### Task objective
Every single entry should be printed exactly.
----
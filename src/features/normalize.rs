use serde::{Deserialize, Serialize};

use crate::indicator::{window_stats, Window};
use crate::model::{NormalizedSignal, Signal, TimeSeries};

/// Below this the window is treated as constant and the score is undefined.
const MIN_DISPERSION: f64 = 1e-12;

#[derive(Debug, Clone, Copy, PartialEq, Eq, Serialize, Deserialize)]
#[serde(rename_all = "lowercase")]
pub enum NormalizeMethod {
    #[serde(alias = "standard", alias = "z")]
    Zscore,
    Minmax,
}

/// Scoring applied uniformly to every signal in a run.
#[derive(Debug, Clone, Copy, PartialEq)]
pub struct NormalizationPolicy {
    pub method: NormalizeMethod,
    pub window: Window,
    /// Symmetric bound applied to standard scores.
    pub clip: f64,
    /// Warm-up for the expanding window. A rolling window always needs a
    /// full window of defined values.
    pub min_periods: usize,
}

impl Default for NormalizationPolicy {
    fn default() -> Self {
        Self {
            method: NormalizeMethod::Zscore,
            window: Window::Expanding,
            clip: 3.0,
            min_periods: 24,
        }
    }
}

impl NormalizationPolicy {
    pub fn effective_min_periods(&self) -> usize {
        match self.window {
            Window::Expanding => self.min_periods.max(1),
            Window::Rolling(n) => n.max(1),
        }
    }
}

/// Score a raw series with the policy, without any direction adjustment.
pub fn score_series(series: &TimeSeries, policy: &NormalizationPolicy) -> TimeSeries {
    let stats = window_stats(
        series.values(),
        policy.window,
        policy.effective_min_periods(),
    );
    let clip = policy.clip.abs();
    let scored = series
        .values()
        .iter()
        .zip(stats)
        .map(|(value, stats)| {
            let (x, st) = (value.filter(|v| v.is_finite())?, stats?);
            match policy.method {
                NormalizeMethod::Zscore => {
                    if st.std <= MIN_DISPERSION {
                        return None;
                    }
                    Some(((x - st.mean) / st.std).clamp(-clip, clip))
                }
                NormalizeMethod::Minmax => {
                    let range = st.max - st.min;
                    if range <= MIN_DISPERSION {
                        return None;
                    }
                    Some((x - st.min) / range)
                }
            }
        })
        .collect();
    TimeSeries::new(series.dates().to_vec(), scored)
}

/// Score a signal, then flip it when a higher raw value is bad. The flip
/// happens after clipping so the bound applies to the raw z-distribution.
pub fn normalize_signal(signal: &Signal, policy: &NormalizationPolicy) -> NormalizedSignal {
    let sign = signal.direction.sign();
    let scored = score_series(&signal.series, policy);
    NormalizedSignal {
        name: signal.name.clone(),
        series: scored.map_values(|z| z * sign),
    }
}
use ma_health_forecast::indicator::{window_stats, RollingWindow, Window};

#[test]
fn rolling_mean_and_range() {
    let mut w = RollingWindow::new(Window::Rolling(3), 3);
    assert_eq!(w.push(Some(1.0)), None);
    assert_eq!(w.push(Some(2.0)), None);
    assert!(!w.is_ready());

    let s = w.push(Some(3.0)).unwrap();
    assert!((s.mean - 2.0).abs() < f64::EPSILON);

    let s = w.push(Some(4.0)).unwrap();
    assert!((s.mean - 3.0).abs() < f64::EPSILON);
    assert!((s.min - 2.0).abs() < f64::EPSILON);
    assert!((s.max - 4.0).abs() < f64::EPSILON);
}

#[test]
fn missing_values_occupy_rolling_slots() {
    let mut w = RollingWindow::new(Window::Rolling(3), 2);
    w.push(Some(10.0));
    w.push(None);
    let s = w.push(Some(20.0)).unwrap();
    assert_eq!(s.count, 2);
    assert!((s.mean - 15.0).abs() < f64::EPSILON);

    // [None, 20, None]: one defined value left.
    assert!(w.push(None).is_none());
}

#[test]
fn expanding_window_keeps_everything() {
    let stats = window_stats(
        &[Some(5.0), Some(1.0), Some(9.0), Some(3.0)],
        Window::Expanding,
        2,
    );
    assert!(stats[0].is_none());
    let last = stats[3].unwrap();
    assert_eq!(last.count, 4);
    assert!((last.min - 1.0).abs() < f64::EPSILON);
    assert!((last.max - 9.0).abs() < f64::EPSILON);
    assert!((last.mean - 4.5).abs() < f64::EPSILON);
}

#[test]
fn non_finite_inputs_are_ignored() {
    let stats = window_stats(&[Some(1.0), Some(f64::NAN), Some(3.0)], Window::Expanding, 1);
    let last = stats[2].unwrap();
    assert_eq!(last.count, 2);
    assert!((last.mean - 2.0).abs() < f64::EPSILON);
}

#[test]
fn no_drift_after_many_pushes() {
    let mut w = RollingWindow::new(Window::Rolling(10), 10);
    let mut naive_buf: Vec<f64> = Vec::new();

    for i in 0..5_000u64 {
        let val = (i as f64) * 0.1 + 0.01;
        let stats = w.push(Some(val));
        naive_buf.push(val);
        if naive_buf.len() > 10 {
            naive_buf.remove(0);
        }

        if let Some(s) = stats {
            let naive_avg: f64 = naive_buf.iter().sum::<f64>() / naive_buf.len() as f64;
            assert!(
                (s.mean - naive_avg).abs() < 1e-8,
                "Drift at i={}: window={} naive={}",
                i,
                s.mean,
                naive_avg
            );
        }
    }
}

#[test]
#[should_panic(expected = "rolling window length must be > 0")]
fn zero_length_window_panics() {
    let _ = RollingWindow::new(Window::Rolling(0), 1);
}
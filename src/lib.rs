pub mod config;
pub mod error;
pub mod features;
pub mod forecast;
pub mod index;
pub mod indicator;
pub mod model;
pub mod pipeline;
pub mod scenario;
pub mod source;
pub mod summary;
----
### Written reply
filename src/features/normalize.rs
use serde::{Deserialize, Serialize};

use crate::indicator::{window_stats, Window};
use crate::model::{NormalizedSignal, Signal, TimeSeries};

/// Below this the window is treated as constant and the score is undefined.
const MIN_DISPERSION: f64 = 1e-12;

#[derive(Debug, Clone, Copy, PartialEq, Eq, Serialize, Deserialize)]
#[serde(rename_all = "lowercase")]
pub enum NormalizeMethod {
    #[serde(alias = "standard", alias = "z")]
    Zscore,
    Minmax,
}

/// Scoring applied uniformly to every signal in a run.
#[derive(Debug, Clone, Copy, PartialEq)]
pub struct NormalizationPolicy {
    pub method: NormalizeMethod,
    pub window: Window,
    /// Symmetric bound applied to standard scores.
    pub clip: f64,
    /// Warm-up for the expanding window. A rolling window always needs a
    /// full window of defined values.
    pub min_periods: usize,
}

impl Default for NormalizationPolicy {
    fn default() -> Self {
        Self {
            method: NormalizeMethod::Zscore,
            window: Window::Expanding,
            clip: 3.0,
            min_periods: 24,
        }
    }
}

impl NormalizationPolicy {
    pub fn effective_min_periods(&self) -> usize {
        match self.window {
            Window::Expanding => self.min_periods.max(1),
            Window::Rolling(n) => n.max(1),
        }
    }
}

/// Score a raw series with the policy, without any direction adjustment.
pub fn score_series(series: &TimeSeries, policy: &NormalizationPolicy) -> TimeSeries {
    let stats = window_stats(
        series.values(),
        policy.window,
        policy.effective_min_periods(),
    );
    let clip = policy.clip.abs();
    let scored = series
        .values()
        .iter()
        .zip(stats)
        .map(|(value, stats)| {
            let (x, st) = (value.filter(|v| v.is_finite())?, stats?);
            match policy.method {
                NormalizeMethod::Zscore => {
                    if st.std <= MIN_DISPERSION {
                        return None;
                    }
                    Some(((x - st.mean) / st.std).clamp(-clip, clip))
                }
                NormalizeMethod::Minmax => {
                    let range = st.max - st.min;
                    if range <= MIN_DISPERSION {
                        return None;
                    }
                    Some((x - st.min) / range)
                }
            }
        })
        .collect();
    TimeSeries::new(series.dates().to_vec(), scored)
}

/// Score a signal, then flip it when a higher raw value is bad. The flip
/// happens after clipping so the bound applies to the raw z-distribution.
pub fn normalize_signal(signal: &Signal, policy: &NormalizationPolicy) -> NormalizedSignal {
    let sign = signal.direction.sign();
    let scored = score_series(&signal.series, policy);
    NormalizedSignal {
        name: signal.name.clone(),
        series: scored.map_values(|z| z * sign),
    }
}
use ma_health_forecast::indicator::{window_stats, RollingWindow, Window};

#[test]
fn rolling_mean_and_range() {
    let mut w = RollingWindow::new(Window::Rolling(3), 3);
    assert_eq!(w.push(Some(1.0)), None);
    assert_eq!(w.push(Some(2.0)), None);
    assert!(!w.is_ready());

    let s = w.push(Some(3.0)).unwrap();
    assert!((s.mean - 2.0).abs() < f64::EPSILON);

    let s = w.push(Some(4.0)).unwrap();
    assert!((s.mean - 3.0).abs() < f64::EPSILON);
    assert!((s.min - 2.0).abs() < f64::EPSILON);
    assert!((s.max - 4.0).abs() < f64::EPSILON);
}

#[test]
fn missing_values_occupy_rolling_slots() {
    let mut w = RollingWindow::new(Window::Rolling(3), 2);
    w.push(Some(10.0));
    w.push(None);
    let s = w.push(Some(20.0)).unwrap();
    assert_eq!(s.count, 2);
    assert!((s.mean - 15.0).abs() < f64::EPSILON);

    // [None, 20, None]: one defined value left.
    assert!(w.push(None).is_none());
}

#[test]
fn expanding_window_keeps_everything() {
    let stats = window_stats(
        &[Some(5.0), Some(1.0), Some(9.0), Some(3.0)],
        Window::Expanding,
        2,
    );
    assert!(stats[0].is_none());
    let last = stats[3].unwrap();
    assert_eq!(last.count, 4);
    assert!((last.min - 1.0).abs() < f64::EPSILON);
    assert!((last.max - 9.0).abs() < f64::EPSILON);
    assert!((last.mean - 4.5).abs() < f64::EPSILON);
}

#[test]
fn non_finite_inputs_are_ignored() {
    let stats = window_stats(&[Some(1.0), Some(f64::NAN), Some(3.0)], Window::Expanding, 1);
    let last = stats[2].unwrap();
    assert_eq!(last.count, 2);
    assert!((last.mean - 2.0).abs() < f64::EPSILON);
}

#[test]
fn no_drift_after_many_pushes() {
    let mut w = RollingWindow::new(Window::Rolling(10), 10);
    let mut naive_buf: Vec<f64> = Vec::new();

    for i in 0..5_000u64 {
        let val = (i as f64) * 0.1 + 0.01;
        let stats = w.push(Some(val));
        naive_buf.push(val);
        if naive_buf.len() > 10 {
            naive_buf.remove(0);
        }

        if let Some(s) = stats {
            let naive_avg: f64 = naive_buf.iter().sum::<f64>() / naive_buf.len() as f64;
            assert!(
                (s.mean - naive_avg).abs() < 1e-8,
                "Drift at i={}: window={} naive={}",
                i,
                s.mean,
                naive_avg
            );
        }
    }
}

#[test]
#[should_panic(expected = "rolling window length must be > 0")]
fn zero_length_window_panics() {
    let _ = RollingWindow::new(Window::Rolling(0), 1);
}
filename src/lib.rs
pub mod config;
pub mod error;
pub mod features;
pub mod forecast;
pub mod index;
pub mod indicator;
pub mod model;
pub mod pipeline;
pub mod scenario;
pub mod source;
pub mod summary;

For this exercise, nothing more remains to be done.